A Tribute to a Glacier

How can aesthetics help us process the loss of landscapes we care about?

Although glacier retreat is a well-recognized consequence of climate change, with the exception of a plaque in Iceland and blankets in Switzerland, little is being done about it. As landscape designers, how can we help? Tribute to a Glacier explores how aesthetics in landscape design can be used to address the psychological experience of glacier retreat. It uses the highly touristic and retreating Haupapa/Tasman Glacier in Aoraki/Mt Cook National Park in New Zealand as a case study. It presents the potential of this relationship as an important first step towards fostering environmental stewardship.

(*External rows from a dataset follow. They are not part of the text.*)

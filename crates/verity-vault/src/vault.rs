//! The semantic cache: threshold-gated lookup and upsert-keyed store.

use std::sync::Arc;

use tracing::{debug, warn};

use verity_core::{ClaimId, VerdictRecord};
use verity_embeddings::Embedder;

use crate::config::VaultConfig;
use crate::errors::Result;
use crate::index::{IndexEntry, VectorIndex};
use crate::record::VaultRecord;

/// Outcome of a cache lookup.
///
/// `Unavailable` is deliberately distinct from `Miss`: a miss means the
/// cache answered and had nothing close enough; unavailable means the
/// embedder or index could not answer at all. Callers degrade the same way
/// (recompute) but can log and alert differently.
#[derive(Clone, Debug)]
pub enum LookupOutcome {
    /// A stored verdict cleared the similarity threshold.
    Hit(VaultRecord),
    /// The cache answered; nothing was close enough.
    Miss,
    /// The cache could not answer (embedder or index failure).
    Unavailable(String),
}

impl LookupOutcome {
    /// Whether this outcome carries a cached record.
    #[must_use]
    pub fn is_hit(&self) -> bool {
        matches!(self, Self::Hit(_))
    }

    /// The cached record, if this is a hit.
    #[must_use]
    pub fn into_record(self) -> Option<VaultRecord> {
        match self {
            Self::Hit(record) => Some(record),
            Self::Miss | Self::Unavailable(_) => None,
        }
    }
}

/// The semantic verdict cache.
///
/// Holds no mutable state of its own — just handles to the embedder and the
/// index. Concurrent lookups need no coordination; concurrent stores to the
/// same claim race benignly (both writes carry a verdict for that claim,
/// last upsert wins).
pub struct Vault {
    embedder: Arc<dyn Embedder>,
    index: Arc<dyn VectorIndex>,
    config: VaultConfig,
}

impl Vault {
    /// Create a vault over the given embedder and index.
    pub fn new(embedder: Arc<dyn Embedder>, index: Arc<dyn VectorIndex>, config: VaultConfig) -> Self {
        Self {
            embedder,
            index,
            config,
        }
    }

    /// The active configuration.
    pub fn config(&self) -> &VaultConfig {
        &self.config
    }

    /// Look up a cached verdict for a claim.
    ///
    /// Embeds the claim, asks the index for the single nearest stored vector,
    /// and accepts it only when the similarity clears the configured
    /// threshold. Read-only and idempotent.
    pub async fn lookup(&self, claim: &str) -> LookupOutcome {
        let vector = match self.embedder.embed_single(claim).await {
            Ok(v) => v,
            Err(e) => {
                warn!(error = %e, "vault lookup degraded: embedding failed");
                return LookupOutcome::Unavailable(e.to_string());
            }
        };

        let matches = match self.index.query(&vector, 1, true) {
            Ok(m) => m,
            Err(e) => {
                warn!(error = %e, "vault lookup degraded: index query failed");
                return LookupOutcome::Unavailable(e.to_string());
            }
        };

        let Some(top) = matches.into_iter().next() else {
            return LookupOutcome::Miss;
        };

        if top.score < self.config.similarity_threshold {
            debug!(score = top.score, threshold = self.config.similarity_threshold, "vault miss");
            return LookupOutcome::Miss;
        }

        let Some(metadata) = top.metadata else {
            warn!(id = %top.id, "vault entry missing metadata, treating as miss");
            return LookupOutcome::Miss;
        };

        debug!(id = %top.id, score = top.score, "vault hit");
        LookupOutcome::Hit(VaultRecord::from_metadata(&metadata))
    }

    /// Store a verdict for a claim.
    ///
    /// The id is derived from the claim text, so storing the exact same
    /// claim again replaces the old entry; a differently worded claim gets
    /// its own entry even when semantically equivalent.
    pub async fn store(&self, claim: &str, record: &VerdictRecord) -> Result<()> {
        let vector = self.embedder.embed_single(claim).await?;
        let id = ClaimId::derive(claim);
        let vault_record = VaultRecord::new(claim, record.clone());

        self.index.upsert(vec![IndexEntry {
            id: id.into_inner(),
            vector,
            metadata: vault_record.to_metadata(),
        }])?;
        debug!(claim_len = claim.len(), "stored verdict in vault");
        Ok(())
    }
}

“The glacier and the design are both stark, minimal. They make my mind quiet, even just with the images.”
Alex van Zyl

The authors visited the National Park and interviewed rangers, guides, workers, and visitors. All had experienced some kind of grief and/or conflicting emotions towards the loss of this iconic glacier. These feelings become what psychologist Renee Lertzman calls, Environmental Melancholia. The authors presented five landscape design alternatives that engaged with the glacier in various ways. These findings were combined with a literature review of melancholia and contemplation in the landscape. Together, they informed an aesthetic framework for a landscape design to address this melancholia. 

The proposed design is a journey through the glacial landscape that uses a series of ‘design devices’ in sequence based on aesthetic and non-aesthetic properties. Key moments, such as the ‘Reveal’, Vanity Stair’, and ‘Curio’ invite, but do not force, focus, concentration, and lastly, contemplation, for the participant.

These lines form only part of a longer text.